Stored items
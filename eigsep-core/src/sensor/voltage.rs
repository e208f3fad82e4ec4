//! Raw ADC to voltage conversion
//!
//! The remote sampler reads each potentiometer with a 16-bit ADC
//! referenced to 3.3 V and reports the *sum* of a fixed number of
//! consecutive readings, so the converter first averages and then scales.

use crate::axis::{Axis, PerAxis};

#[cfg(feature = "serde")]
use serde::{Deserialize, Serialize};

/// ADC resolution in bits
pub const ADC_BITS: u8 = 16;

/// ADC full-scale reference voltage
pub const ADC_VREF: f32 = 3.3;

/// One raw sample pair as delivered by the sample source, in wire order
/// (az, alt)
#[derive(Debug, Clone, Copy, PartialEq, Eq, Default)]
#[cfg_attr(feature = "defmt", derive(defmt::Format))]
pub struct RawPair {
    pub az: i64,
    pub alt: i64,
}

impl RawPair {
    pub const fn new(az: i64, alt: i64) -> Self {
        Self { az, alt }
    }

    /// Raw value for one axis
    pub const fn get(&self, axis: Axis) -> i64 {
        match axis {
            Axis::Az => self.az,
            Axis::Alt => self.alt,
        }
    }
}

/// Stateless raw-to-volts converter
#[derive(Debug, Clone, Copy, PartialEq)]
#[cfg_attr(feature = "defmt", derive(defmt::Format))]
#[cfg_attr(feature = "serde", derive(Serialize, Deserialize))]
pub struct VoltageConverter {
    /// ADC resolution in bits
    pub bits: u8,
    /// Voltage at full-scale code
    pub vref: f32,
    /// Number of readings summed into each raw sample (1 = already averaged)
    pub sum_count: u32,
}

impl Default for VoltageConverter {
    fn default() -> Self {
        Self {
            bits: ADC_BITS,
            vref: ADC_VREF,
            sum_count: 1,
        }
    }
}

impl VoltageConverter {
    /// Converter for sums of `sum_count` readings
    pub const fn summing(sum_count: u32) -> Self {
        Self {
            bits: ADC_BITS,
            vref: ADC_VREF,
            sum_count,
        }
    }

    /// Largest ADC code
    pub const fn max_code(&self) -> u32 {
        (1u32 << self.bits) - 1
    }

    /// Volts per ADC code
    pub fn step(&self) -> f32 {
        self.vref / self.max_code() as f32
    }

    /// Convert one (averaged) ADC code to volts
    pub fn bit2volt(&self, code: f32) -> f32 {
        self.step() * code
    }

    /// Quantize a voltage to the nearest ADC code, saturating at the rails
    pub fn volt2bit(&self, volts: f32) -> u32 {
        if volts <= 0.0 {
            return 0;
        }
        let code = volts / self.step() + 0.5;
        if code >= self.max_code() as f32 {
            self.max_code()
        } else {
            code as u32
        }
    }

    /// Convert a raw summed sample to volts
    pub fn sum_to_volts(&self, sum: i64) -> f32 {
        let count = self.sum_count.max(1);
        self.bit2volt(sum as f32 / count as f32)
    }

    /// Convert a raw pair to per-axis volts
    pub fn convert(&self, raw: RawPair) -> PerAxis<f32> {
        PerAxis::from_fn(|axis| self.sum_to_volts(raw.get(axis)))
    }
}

__Task details__. Find the lines above that contain the word "Clone" and collect them.

__Solution for this exercise__.
#[derive(Debug, Clone, Copy, PartialEq, Eq, Default)]
#[derive(Debug, Clone, Copy, PartialEq)]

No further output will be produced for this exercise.